Format-preserving PDF text editing — edit text in existing PDFs while preserving fonts, layout, and visual fidelity

These details have not been verified by PyPI

Project links

Project description

pdf-edit-engine

Format-preserving PDF text editing. Modify text in existing PDFs at the content stream level — fonts, layout, and spacing stay intact.

The problem

Editing text in existing PDFs is a common need — names, dates, labels, typos. But PDF was designed as a display format, not an editing format. Text is stored as positioned glyph indices, not editable strings.

Most tools handle this in one of two ways: redact the area and re-insert text with a substitute font, or extract content to another format and re-render.
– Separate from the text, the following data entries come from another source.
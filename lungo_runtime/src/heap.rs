use crate::Error::{InternalError, InvalidReference, OutOfMemory};
use crate::{Error, Klass, Monitor, Reference, Result, Value};
use parking_lot::{Mutex, RwLock};
use std::collections::HashMap;
use std::fmt;
use std::sync::Arc;

/// The element kind of an array.
///
/// Primitive kinds carry the `newarray` type tag semantics; reference arrays
/// carry their component class for store checks.
#[derive(Clone, Debug)]
pub enum ArrayComponent {
    Boolean,
    Char,
    Float,
    Double,
    Byte,
    Short,
    Int,
    Long,
    Reference(Arc<Klass>),
}

impl ArrayComponent {
    /// Map a `newarray` primitive type tag to a component kind.
    ///
    /// # Errors
    ///
    /// if the tag is not one of the defined primitive array types.
    pub fn from_atype(atype: u8) -> Result<Self> {
        match atype {
            4 => Ok(ArrayComponent::Boolean),
            5 => Ok(ArrayComponent::Char),
            6 => Ok(ArrayComponent::Float),
            7 => Ok(ArrayComponent::Double),
            8 => Ok(ArrayComponent::Byte),
            9 => Ok(ArrayComponent::Short),
            10 => Ok(ArrayComponent::Int),
            11 => Ok(ArrayComponent::Long),
            _ => Err(InternalError(format!("invalid array type tag {atype}"))),
        }
    }

    /// Narrow a cell to the component kind before it is stored, so that
    /// reads observe the element type's range.
    fn coerce(&self, value: Value) -> Value {
        match self {
            ArrayComponent::Boolean => Value::from_int(value.as_int() & 1),
            ArrayComponent::Byte => Value::from_int(i32::from(value.as_int() as i8)),
            ArrayComponent::Char => Value::from_int(i32::from(value.as_int() as u16)),
            ArrayComponent::Short => Value::from_int(i32::from(value.as_int() as i16)),
            ArrayComponent::Int
            | ArrayComponent::Long
            | ArrayComponent::Float
            | ArrayComponent::Double
            | ArrayComponent::Reference(_) => value,
        }
    }

    /// The component class of a reference array.
    #[must_use]
    pub fn klass(&self) -> Option<&Arc<Klass>> {
        match self {
            ArrayComponent::Reference(klass) => Some(klass),
            _ => None,
        }
    }
}

/// The payload of a heap entry.
#[derive(Debug)]
pub enum HeapData {
    /// A class instance with one cell per instance field slot.
    Object {
        klass: Arc<Klass>,
        fields: RwLock<Vec<Value>>,
    },
    /// A primitive or reference array.
    Array {
        component: ArrayComponent,
        elements: RwLock<Vec<Value>>,
    },
    /// An interned string constant.
    String(String),
}

/// A single allocated object, array, or interned string, together with its
/// monitor.
#[derive(Debug)]
pub struct HeapEntry {
    reference: Reference,
    monitor: Monitor,
    data: HeapData,
}

impl HeapEntry {
    /// The reference this entry was allocated under.
    #[must_use]
    pub fn reference(&self) -> Reference {
        self.reference
    }

    /// The monitor guarding this entry.
    #[must_use]
    pub fn monitor(&self) -> &Monitor {
        &self.monitor
    }

    /// The entry payload.
    #[must_use]
    pub fn data(&self) -> &HeapData {
        &self.data
    }

    /// The class of a class instance; arrays and strings have none.
    #[must_use]
    pub fn klass(&self) -> Option<Arc<Klass>> {
        match &self.data {
            HeapData::Object { klass, .. } => Some(klass.clone()),
            HeapData::Array { .. } | HeapData::String(_) => None,
        }
    }

    /// Read an instance field slot.
    ///
    /// # Errors
    ///
    /// if the entry is not an object or the offset is out of range.
    pub fn field(&self, offset: u16) -> Result<Value> {
        match &self.data {
            HeapData::Object { fields, .. } => fields
                .read()
                .get(usize::from(offset))
                .copied()
                .ok_or(Error::InvalidFieldOffset(offset)),
            _ => Err(InternalError(format!(
                "{} is not an object",
                self.reference
            ))),
        }
    }

    /// Write an instance field slot.
    ///
    /// # Errors
    ///
    /// if the entry is not an object or the offset is out of range.
    pub fn set_field(&self, offset: u16, value: Value) -> Result<()> {
        match &self.data {
            HeapData::Object { fields, .. } => {
                let mut fields = fields.write();
                let slot = fields
                    .get_mut(usize::from(offset))
                    .ok_or(Error::InvalidFieldOffset(offset))?;
                *slot = value;
                Ok(())
            }
            _ => Err(InternalError(format!(
                "{} is not an object",
                self.reference
            ))),
        }
    }

    /// The array length.
    ///
    /// # Errors
    ///
    /// if the entry is not an array.
    pub fn array_length(&self) -> Result<usize> {
        match &self.data {
            HeapData::Array { elements, .. } => Ok(elements.read().len()),
            _ => Err(InternalError(format!("{} is not an array", self.reference))),
        }
    }

    /// The array component kind.
    #[must_use]
    pub fn array_component(&self) -> Option<&ArrayComponent> {
        match &self.data {
            HeapData::Array { component, .. } => Some(component),
            _ => None,
        }
    }

    /// Read an array element.
    ///
    /// # Errors
    ///
    /// if the entry is not an array or the index is out of bounds.
    pub fn array_get(&self, index: usize) -> Result<Value> {
        match &self.data {
            HeapData::Array { elements, .. } => {
                let elements = elements.read();
                elements
                    .get(index)
                    .copied()
                    .ok_or_else(|| Error::InvalidArrayIndex {
                        index: i32::try_from(index).unwrap_or(i32::MAX),
                        length: elements.len(),
                    })
            }
            _ => Err(InternalError(format!("{} is not an array", self.reference))),
        }
    }

    /// Write an array element, narrowing the cell to the component kind.
    ///
    /// # Errors
    ///
    /// if the entry is not an array or the index is out of bounds.
    pub fn array_set(&self, index: usize, value: Value) -> Result<()> {
        match &self.data {
            HeapData::Array {
                component,
                elements,
            } => {
                let mut elements = elements.write();
                let length = elements.len();
                let slot = elements
                    .get_mut(index)
                    .ok_or_else(|| Error::InvalidArrayIndex {
                        index: i32::try_from(index).unwrap_or(i32::MAX),
                        length,
                    })?;
                *slot = component.coerce(value);
                Ok(())
            }
            _ => Err(InternalError(format!("{} is not an array", self.reference))),
        }
    }

    /// The interned string value, if this entry is a string.
    #[must_use]
    pub fn string(&self) -> Option<&str> {
        match &self.data {
            HeapData::String(value) => Some(value),
            _ => None,
        }
    }
}

/// The allocation facade over the garbage-collected heap collaborator.
///
/// Entries are arena-allocated and addressed by stable [`Reference`] handles;
/// collection is out of scope here, so the arena only grows, bounded by the
/// configured entry budget.
#[derive(Debug)]
pub struct Heap {
    entries: RwLock<Vec<Arc<HeapEntry>>>,
    strings: Mutex<HashMap<String, Reference>>,
    max_entries: usize,
}

impl Default for Heap {
    fn default() -> Self {
        Heap::new(Heap::DEFAULT_MAX_ENTRIES)
    }
}

impl Heap {
    /// The default heap entry budget.
    pub const DEFAULT_MAX_ENTRIES: usize = 1 << 20;

    /// Create a heap with the given entry budget.
    #[must_use]
    pub fn new(max_entries: usize) -> Self {
        Heap {
            entries: RwLock::new(Vec::new()),
            strings: Mutex::new(HashMap::new()),
            max_entries,
        }
    }

    /// The number of live entries.
    #[must_use]
    pub fn len(&self) -> usize {
        self.entries.read().len()
    }

    /// Check if the heap is empty.
    #[must_use]
    pub fn is_empty(&self) -> bool {
        self.entries.read().is_empty()
    }

    fn allocate(&self, data: HeapData) -> Result<Reference> {
        let mut entries = self.entries.write();
        if entries.len() >= self.max_entries {
            return Err(OutOfMemory(format!(
                "heap budget of {} entries exhausted",
                self.max_entries
            )));
        }
        let raw = u32::try_from(entries.len() + 1)
            .map_err(|_| OutOfMemory("heap reference space exhausted".to_string()))?;
        let reference = Reference::new(raw);
        entries.push(Arc::new(HeapEntry {
            reference,
            monitor: Monitor::new(),
            data,
        }));
        Ok(reference)
    }

    /// Allocate a zeroed instance of the given class.
    ///
    /// # Errors
    ///
    /// if the heap budget is exhausted.
    pub fn new_object(&self, klass: &Arc<Klass>) -> Result<Reference> {
        let fields = vec![Value::NULL; klass.instance_slots()];
        self.allocate(HeapData::Object {
            klass: klass.clone(),
            fields: RwLock::new(fields),
        })
    }

    /// Allocate a zeroed array with the given component kind and length.
    ///
    /// # Errors
    ///
    /// if the heap budget is exhausted.
    pub fn new_array(&self, component: ArrayComponent, length: usize) -> Result<Reference> {
        self.allocate(HeapData::Array {
            component,
            elements: RwLock::new(vec![Value::NULL; length]),
        })
    }

    /// Return the canonical reference for a string constant, allocating it on
    /// first use.
    ///
    /// # Errors
    ///
    /// if the heap budget is exhausted.
    pub fn intern_string(&self, value: &str) -> Result<Reference> {
        let mut strings = self.strings.lock();
        if let Some(reference) = strings.get(value) {
            return Ok(*reference);
        }
        let reference = self.allocate(HeapData::String(value.to_string()))?;
        strings.insert(value.to_string(), reference);
        Ok(reference)
    }

    /// Resolve a reference to its heap entry.
    ///
    /// # Errors
    ///
    /// if the reference is null or does not address a live entry.
    pub fn entry(&self, reference: Reference) -> Result<Arc<HeapEntry>> {
        let index = reference
            .as_u32()
            .checked_sub(1)
            .ok_or(InvalidReference(reference.as_u32()))?;
        self.entries
            .read()
            .get(index as usize)
            .cloned()
            .ok_or(InvalidReference(reference.as_u32()))
    }

    /// Read back an interned string.
    ///
    /// # Errors
    ///
    /// if the reference does not address a string entry.
    pub fn string_value(&self, reference: Reference) -> Result<String> {
        let entry = self.entry(reference)?;
        entry
            .string()
            .map(ToString::to_string)
            .ok_or_else(|| InternalError(format!("{reference} is not a string")))
    }
}

impl fmt::Display for Heap {
    fn fmt(&self, f: &mut fmt::Formatter<'_>) -> fmt::Result {
        write!(f, "heap({} entries)", self.len())
    }
}

#[cfg(test)]
mod tests {
    use super::*;
    use crate::{FieldAccessFlags, JvmType};

    #[test]
    fn test_new_object() -> Result<()> {
        let klass = Klass::builder("Point")
            .field("x", JvmType::Int, FieldAccessFlags::default())
            .field("y", JvmType::Int, FieldAccessFlags::default())
            .build()?;
        let heap = Heap::default();
        let reference = heap.new_object(&klass)?;
        let entry = heap.entry(reference)?;
        assert_eq!("Point", entry.klass().expect("klass").name());
        assert_eq!(0, entry.field(0)?.as_int());
        entry.set_field(1, Value::from_int(7))?;
        assert_eq!(7, entry.field(1)?.as_int());
        assert!(entry.field(2).is_err());
        Ok(())
    }

    #[test]
    fn test_new_array() -> Result<()> {
        let heap = Heap::default();
        let reference = heap.new_array(ArrayComponent::Int, 3)?;
        let entry = heap.entry(reference)?;
        assert_eq!(3, entry.array_length()?);
        entry.array_set(2, Value::from_int(42))?;
        assert_eq!(42, entry.array_get(2)?.as_int());
        assert!(entry.array_get(3).is_err());
        assert!(entry.array_set(3, Value::NULL).is_err());
        Ok(())
    }

    #[test]
    fn test_byte_array_narrowing() -> Result<()> {
        let heap = Heap::default();
        let reference = heap.new_array(ArrayComponent::Byte, 1)?;
        let entry = heap.entry(reference)?;
        entry.array_set(0, Value::from_int(0x1ff))?;
        assert_eq!(-1, entry.array_get(0)?.as_int());
        Ok(())
    }

    #[test]
    fn test_char_array_narrowing() -> Result<()> {
        let heap = Heap::default();
        let reference = heap.new_array(ArrayComponent::Char, 1)?;
        let entry = heap.entry(reference)?;
        entry.array_set(0, Value::from_int(-1))?;
        assert_eq!(0xffff, entry.array_get(0)?.as_int());
        Ok(())
    }

    #[test]
    fn test_atype_mapping() -> Result<()> {
        assert!(matches!(
            ArrayComponent::from_atype(10)?,
            ArrayComponent::Int
        ));
        assert!(matches!(
            ArrayComponent::from_atype(4)?,
            ArrayComponent::Boolean
        ));
        assert!(ArrayComponent::from_atype(3).is_err());
        assert!(ArrayComponent::from_atype(12).is_err());
        Ok(())
    }

    #[test]
    fn test_budget_exhaustion() -> Result<()> {
        let heap = Heap::new(1);
        heap.new_array(ArrayComponent::Int, 0)?;
        let result = heap.new_array(ArrayComponent::Int, 0);
        assert!(matches!(result, Err(OutOfMemory(_))));
        Ok(())
    }

    #[test]
    fn test_intern_string() -> Result<()> {
        let heap = Heap::default();
        let first = heap.intern_string("hello")?;
        let second = heap.intern_string("hello")?;
        let other = heap.intern_string("world")?;
        assert_eq!(first, second);
        assert_ne!(first, other);
        assert_eq!("hello", heap.string_value(first)?);
        Ok(())
    }

    #[test]
    fn test_null_reference_is_invalid() {
        let heap = Heap::default();
        assert!(heap.entry(Reference::NULL).is_err());
    }
}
Both approaches lose the original typographic fidelity.

pdf-edit-engine takes a different approach:

	Redact-and-replace	pdf-edit-engine
Method	White out text, stamp new text	Modify content stream operators in-place
Font	Substituted (often Helvetica)	Original font preserved
Layout	Re-calculated	Exact original positioning
Quality feedback	None — silent degradation	FidelityReport on every edit

Quick start

pip install pdf-edit-engine

Requires Python 3.12+. No external binaries, no API keys, no network calls.

from pdf_edit_engine import find, replace

# Find text in a PDF
matches = find("document.pdf", "Software Engineer")

# Replace with format preservation
result = replace("document.pdf", matches[0], "Senior Engineer", "output.pdf")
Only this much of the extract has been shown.